Start of Material to process

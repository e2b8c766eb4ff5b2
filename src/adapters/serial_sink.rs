//! Serial status-line sink.
//!
//! Implements [`EventSink`] over the interrupt-fed [`SerialTransport`]:
//! the boot banner on [`AppEvent::Started`] and one status line per
//! control iteration.
//!
//! ```text
//! \r\nsp: 25 tc: 26 bt: 25 trig: 0
//! ```
//!
//! A failed raw read prints `ERR` in the `tc` field, and `bt` reads `ERR`
//! until the first good sample.  Other events are not echoed on the wire;
//! use the log sink for those.

use core::fmt::Write as _;

use heapless::String;
use log::warn;

use crate::app::events::{AppEvent, StatusReport};
use crate::app::ports::EventSink;
use crate::config::{BANNER, TxBackpressure};
use crate::drivers::uart::SerialTransport;

/// Longest possible status line plus headroom.
pub const STATUS_LINE_CAPACITY: usize = 48;

/// Render one status line.
pub fn format_status(report: &StatusReport) -> String<STATUS_LINE_CAPACITY> {
    let mut line = String::new();
    // Capacity covers the widest values (3-digit fields), so this cannot fail.
    let _ = write!(line, "\r\nsp: {} tc: ", report.setpoint_c);
    write_reading(&mut line, report.raw_c);
    let _ = line.write_str(" bt: ");
    write_reading(&mut line, report.smoothed_c);
    let _ = write!(line, " trig: {}", u8::from(report.override_active));
    line
}

fn write_reading(line: &mut String<STATUS_LINE_CAPACITY>, reading: Option<u8>) {
    let _ = match reading {
        Some(value) => write!(line, "{value}"),
        None => line.write_str("ERR"),
    };
}

pub struct SerialStatusSink<'a, const TX: usize, const RX: usize> {
    transport: &'a SerialTransport<TX, RX>,
    backpressure: TxBackpressure,
    dropped: u32,
}

impl<'a, const TX: usize, const RX: usize> SerialStatusSink<'a, TX, RX> {
    pub fn new(transport: &'a SerialTransport<TX, RX>, backpressure: TxBackpressure) -> Self {
        Self {
            transport,
            backpressure,
            dropped: 0,
        }
    }

    /// Bytes discarded under [`TxBackpressure::Drop`].
    pub fn dropped_bytes(&self) -> u32 {
        self.dropped
    }

    fn send(&mut self, bytes: &[u8]) {
        match self.backpressure {
            TxBackpressure::Block => self.transport.write_bytes(bytes),
            TxBackpressure::Drop => {
                let before = self.dropped;
                for &b in bytes {
                    if self.transport.try_send_byte(b).is_err() {
                        self.dropped = self.dropped.wrapping_add(1);
                    }
                }
                if self.dropped != before {
                    warn!("serial: tx full, dropped {} bytes", self.dropped.wrapping_sub(before));
                }
            }
        }
    }
}

impl<const TX: usize, const RX: usize> EventSink for SerialStatusSink<'_, TX, RX> {
    fn emit(&mut self, event: &AppEvent) {
        match event {
            AppEvent::Started => self.send(BANNER.as_bytes()),
            AppEvent::Status(report) => {
                let line = format_status(report);
                self.send(line.as_bytes());
            }
            _ => {}
        }
    }
}
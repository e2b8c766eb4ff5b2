//! Integration test driver for `tests/integration/` submodule.
//!
//! Each `mod` below maps to a file that exercises a specific subsystem
//! against mock adapters.  All tests run on the host (x86_64) with no
//! real hardware required.

mod mock_hw;
mod serial_tests;
mod thermostat_tests;
//! Application core: pure domain logic, zero I/O.
//!
//! The thermostat rules (setpoint decode, smoothing, dead-band control,
//! sensor-loss supervision) live here.  All interaction with hardware
//! happens through **port traits** defined in [`ports`], keeping this layer
//! fully testable without real peripherals.

pub mod events;
pub mod ports;
pub mod service;
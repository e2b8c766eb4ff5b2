//! TC74 digital temperature sensor on the bit-banged two-wire bus.
//!
//! A reading is one transaction:
//!
//! ```text
//!  START · addr|R · (slave ACK) · data byte · (master NACK) · STOP
//! ```
//!
//! The data byte is the temperature in whole degrees Celsius.  Unlike the
//! bare transaction, a missing sensor is detected through the address NACK
//! and reported rather than returned as a plausible-looking byte.

use embedded_hal::delay::DelayNs;
use embedded_hal::digital::{InputPin, OutputPin};
use log::debug;

use crate::drivers::i2c_bang::{Ack, BitBangBus};
use crate::error::{BusError, SensorError};

pub struct Tc74<SDA, SCL, D> {
    bus: BitBangBus<SDA, SCL, D>,
    read_address: u8,
}

impl<SDA, SCL, D> Tc74<SDA, SCL, D>
where
    SDA: InputPin + OutputPin,
    SCL: InputPin + OutputPin,
    D: DelayNs,
{
    /// Wrap a bus.  `read_address` is the 8-bit address byte with the R/W
    /// bit set, see [`ThermostatConfig::sensor_read_address`].
    ///
    /// [`ThermostatConfig::sensor_read_address`]: crate::config::ThermostatConfig::sensor_read_address
    pub fn new(bus: BitBangBus<SDA, SCL, D>, read_address: u8) -> Self {
        Self { bus, read_address }
    }

    /// Read the raw temperature byte.
    pub fn read_raw(&mut self) -> Result<u8, SensorError> {
        let result = self.transaction();
        if result.is_err() {
            // Best effort: leave the bus idle for the next attempt.
            let _ = self.bus.stop();
        }
        result
    }

    fn transaction(&mut self) -> Result<u8, SensorError> {
        self.bus.start()?;
        if !self.bus.write_byte(self.read_address)?.is_ack() {
            debug!("tc74: no ACK for 0x{:02X}", self.read_address);
            return Err(BusError::AddressNack.into());
        }
        let raw = self.bus.read_byte(Ack::Nack)?;
        self.bus.stop()?;
        Ok(raw)
    }
}
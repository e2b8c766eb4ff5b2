//! System configuration parameters
//!
//! All tunable parameters for the thermostat.  Values are fixed at build
//! time; the defaults reproduce the shipped appliance behaviour.

use serde::{Deserialize, Serialize};

use crate::error::{Error, Result};

/// Microseconds added to the tick accumulator on every timer compare.
pub const TICK_US_PER_COMPARE: u16 = 128;

/// Firmware banner sent over the serial line at boot.
pub const BANNER: &str = "Therm 1.0\r\n";

/// What the receive interrupt does when the ring is already full.
#[derive(Debug, Clone, Copy, PartialEq, Eq, Serialize, Deserialize)]
pub enum OverflowPolicy {
    /// Advance the head anyway.  The head lands on the tail, the ring
    /// reads as empty and every buffered byte is lost.
    Overwrite,
    /// Keep the buffered bytes and discard the incoming one.
    DropNewest,
}

/// What the status sink does when the transmit ring is full.
#[derive(Debug, Clone, Copy, PartialEq, Eq, Serialize, Deserialize)]
pub enum TxBackpressure {
    /// Spin until the transmit interrupt frees a slot.
    Block,
    /// Discard the byte and count it.
    Drop,
}

/// How the coil reacts once the temperature sensor is declared lost.
#[derive(Debug, Clone, Copy, PartialEq, Eq, Serialize, Deserialize)]
pub enum SensorLossPolicy {
    /// Keep the last smoothed temperature and let the hysteresis hold.
    HoldLast,
    /// De-energize the coil until the sensor recovers.  Override still wins.
    ForceOff,
}

#[derive(Debug, Clone, Copy, PartialEq, Eq, Serialize, Deserialize)]
pub enum Parity {
    None,
    Even,
    Odd,
}

/// Serial frame format.
#[derive(Debug, Clone, Copy, PartialEq, Eq, Serialize, Deserialize)]
pub struct UartConfig {
    pub baud: u32,
    pub data_bits: u8,
    pub stop_bits: u8,
    pub parity: Parity,
}

impl Default for UartConfig {
    fn default() -> Self {
        Self {
            baud: 9600,
            data_bits: 8,
            stop_bits: 1,
            parity: Parity::None,
        }
    }
}

/// Core thermostat configuration
#[derive(Debug, Clone, Serialize, Deserialize)]
pub struct ThermostatConfig {
    // --- Control ---
    /// Degrees below the setpoint the temperature must fall before the
    /// coil is released.
    pub hysteresis_c: u8,
    /// Sleep between control iterations (milliseconds).
    pub loop_interval_ms: u32,

    // --- Sensor bus ---
    /// 7-bit address of the TC74 (0x48 for the A0 variant).
    pub sensor_address: u8,
    /// Settling delay for every bus line transition (microseconds).
    pub bus_bit_delay_us: u32,
    /// Longest wait for SCL to read high after release.  0 disables the check.
    pub bus_stretch_timeout_us: u32,

    // --- Warm-up ---
    /// Readings thrown away after power-up before the buffer is preloaded.
    pub warmup_discard_reads: u8,
    /// Delay after each discarded reading (milliseconds).
    pub warmup_delay_ms: u32,

    // --- Safety ---
    /// Consecutive failed reads before the sensor is declared lost.
    pub sensor_loss_threshold: u8,
    pub sensor_loss_policy: SensorLossPolicy,

    // --- Serial ---
    pub uart: UartConfig,
    pub rx_overflow_policy: OverflowPolicy,
    pub tx_backpressure: TxBackpressure,
}

impl Default for ThermostatConfig {
    fn default() -> Self {
        Self {
            // Control
            hysteresis_c: 2,
            loop_interval_ms: 500,

            // Sensor bus
            sensor_address: 0x48,
            bus_bit_delay_us: 1000,
            bus_stretch_timeout_us: 5000,

            // Warm-up
            warmup_discard_reads: 2,
            warmup_delay_ms: 10,

            // Safety
            sensor_loss_threshold: 3,
            sensor_loss_policy: SensorLossPolicy::ForceOff,

            // Serial
            uart: UartConfig::default(),
            rx_overflow_policy: OverflowPolicy::Overwrite,
            tx_backpressure: TxBackpressure::Block,
        }
    }
}

impl ThermostatConfig {
    /// 8-bit address byte used to read the sensor (R/W bit set).
    pub const fn sensor_read_address(&self) -> u8 {
        (self.sensor_address << 1) | 1
    }

    /// Reject values the firmware cannot operate with.
    pub fn validate(&self) -> Result<()> {
        if self.sensor_address > 0x7F {
            return Err(Error::Config("sensor_address must be a 7-bit address"));
        }
        if self.bus_bit_delay_us == 0 {
            return Err(Error::Config("bus_bit_delay_us must be non-zero"));
        }
        if self.bus_stretch_timeout_us != 0 && self.bus_stretch_timeout_us < self.bus_bit_delay_us {
            return Err(Error::Config(
                "bus_stretch_timeout_us must be 0 or at least bus_bit_delay_us",
            ));
        }
        if self.loop_interval_ms == 0 {
            return Err(Error::Config("loop_interval_ms must be non-zero"));
        }
        if self.sensor_loss_threshold == 0 {
            return Err(Error::Config("sensor_loss_threshold must be at least 1"));
        }
        if self.uart.baud == 0 {
            return Err(Error::Config("uart.baud must be non-zero"));
        }
        if !(5..=9).contains(&self.uart.data_bits) {
            return Err(Error::Config("uart.data_bits must be 5..=9"));
        }
        if !(1..=2).contains(&self.uart.stop_bits) {
            return Err(Error::Config("uart.stop_bits must be 1 or 2"));
        }
        Ok(())
    }
}
//! Mock hardware adapter for integration tests.
//!
//! Scripted sensor readings in, every coil command recorded out, so tests
//! can assert on the full history without touching real GPIO.

use std::collections::VecDeque;

use embedded_hal::delay::DelayNs;
use relaytherm::app::events::{AppEvent, StatusReport, SwitchCause};
use relaytherm::app::ports::{ActuatorPort, EventSink, SensorPort, TimePort};
use relaytherm::control::CoilState;
use relaytherm::error::{ActuatorError, BusError, SensorError};
use relaytherm::sensors::InputSnapshot;

pub const NO_SENSOR: Result<u8, SensorError> = Err(SensorError::Bus(BusError::AddressNack));

// ── MockHardware ──────────────────────────────────────────────

pub struct MockHardware {
    /// Consumed first, one per read.
    pub script: VecDeque<Result<u8, SensorError>>,
    /// Returned once the script is exhausted.
    pub temperature: Result<u8, SensorError>,
    pub inputs: Result<InputSnapshot, SensorError>,
    pub coil_calls: Vec<bool>,
    pub fail_coil: bool,
    pub temperature_reads: usize,
    coil_on: bool,
}

#[allow(dead_code)]
impl MockHardware {
    pub fn new(setpoint_c: u8, temperature: u8) -> Self {
        Self {
            script: VecDeque::new(),
            temperature: Ok(temperature),
            inputs: Ok(InputSnapshot {
                setpoint_c,
                override_active: false,
            }),
            coil_calls: Vec::new(),
            fail_coil: false,
            temperature_reads: 0,
            coil_on: false,
        }
    }

    pub fn with_script(mut self, readings: &[Result<u8, SensorError>]) -> Self {
        self.script.extend(readings.iter().copied());
        self
    }

    pub fn set_override(&mut self, active: bool) {
        if let Ok(inputs) = &mut self.inputs {
            inputs.override_active = active;
        }
    }
}

impl SensorPort for MockHardware {
    fn read_inputs(&mut self) -> Result<InputSnapshot, SensorError> {
        self.inputs
    }

    fn read_raw_temperature(&mut self) -> Result<u8, SensorError> {
        self.temperature_reads += 1;
        self.script.pop_front().unwrap_or(self.temperature)
    }
}

impl ActuatorPort for MockHardware {
    fn set_coil(&mut self, energized: bool) -> Result<(), ActuatorError> {
        if self.fail_coil {
            return Err(ActuatorError::GpioWriteFailed);
        }
        self.coil_calls.push(energized);
        self.coil_on = energized;
        Ok(())
    }

    fn is_coil_on(&self) -> bool {
        self.coil_on
    }
}

// ── RecordingSink ─────────────────────────────────────────────

#[derive(Default)]
pub struct RecordingSink {
    pub events: Vec<AppEvent>,
}

#[allow(dead_code)]
impl RecordingSink {
    pub fn new() -> Self {
        Self::default()
    }

    pub fn coil_changes(&self) -> Vec<(CoilState, SwitchCause)> {
        self.events
            .iter()
            .filter_map(|e| match e {
                AppEvent::CoilChanged { to, cause, .. } => Some((*to, *cause)),
                _ => None,
            })
            .collect()
    }

    pub fn statuses(&self) -> Vec<StatusReport> {
        self.events
            .iter()
            .filter_map(|e| match e {
                AppEvent::Status(s) => Some(*s),
                _ => None,
            })
            .collect()
    }

    pub fn count(&self, wanted: &AppEvent) -> usize {
        self.events.iter().filter(|e| *e == wanted).count()
    }
}

impl EventSink for RecordingSink {
    fn emit(&mut self, event: &AppEvent) {
        self.events.push(event.clone());
    }
}

// ── Clock + delay ─────────────────────────────────────────────

pub struct FixedClock(pub u32);

impl TimePort for FixedClock {
    fn uptime_ms(&self) -> u32 {
        self.0
    }
}

/// Records the total requested delay instead of sleeping.
#[derive(Default)]
pub struct CountingDelay {
    pub total_ns: u64,
}

impl DelayNs for CountingDelay {
    fn delay_ns(&mut self, ns: u32) {
        self.total_ns += u64::from(ns);
    }
}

End of Material to process

Directions: Begin at the first line of the entries above and copy every line exactly, ending with the line that contains "let _ = match".

Result of this task:
repository e2b8c766eb4ff5b2
filename src/adapters/serial_sink.rs
//! Serial status-line sink.
//!
//! Implements [`EventSink`] over the interrupt-fed [`SerialTransport`]:
//! the boot banner on [`AppEvent::Started`] and one status line per
//! control iteration.
//!
//! ```text
//! \r\nsp: 25 tc: 26 bt: 25 trig: 0
//! ```
//!
//! A failed raw read prints `ERR` in the `tc` field, and `bt` reads `ERR`
//! until the first good sample.  Other events are not echoed on the wire;
//! use the log sink for those.

use core::fmt::Write as _;

use heapless::String;
use log::warn;

use crate::app::events::{AppEvent, StatusReport};
use crate::app::ports::EventSink;
use crate::config::{BANNER, TxBackpressure};
use crate::drivers::uart::SerialTransport;

/// Longest possible status line plus headroom.
pub const STATUS_LINE_CAPACITY: usize = 48;

/// Render one status line.
pub fn format_status(report: &StatusReport) -> String<STATUS_LINE_CAPACITY> {
    let mut line = String::new();
    // Capacity covers the widest values (3-digit fields), so this cannot fail.
    let _ = write!(line, "\r\nsp: {} tc: ", report.setpoint_c);
    write_reading(&mut line, report.raw_c);
    let _ = line.write_str(" bt: ");
    write_reading(&mut line, report.smoothed_c);
    let _ = write!(line, " trig: {}", u8::from(report.override_active));
    line
}

fn write_reading(line: &mut String<STATUS_LINE_CAPACITY>, reading: Option<u8>) {
    let _ = match reading {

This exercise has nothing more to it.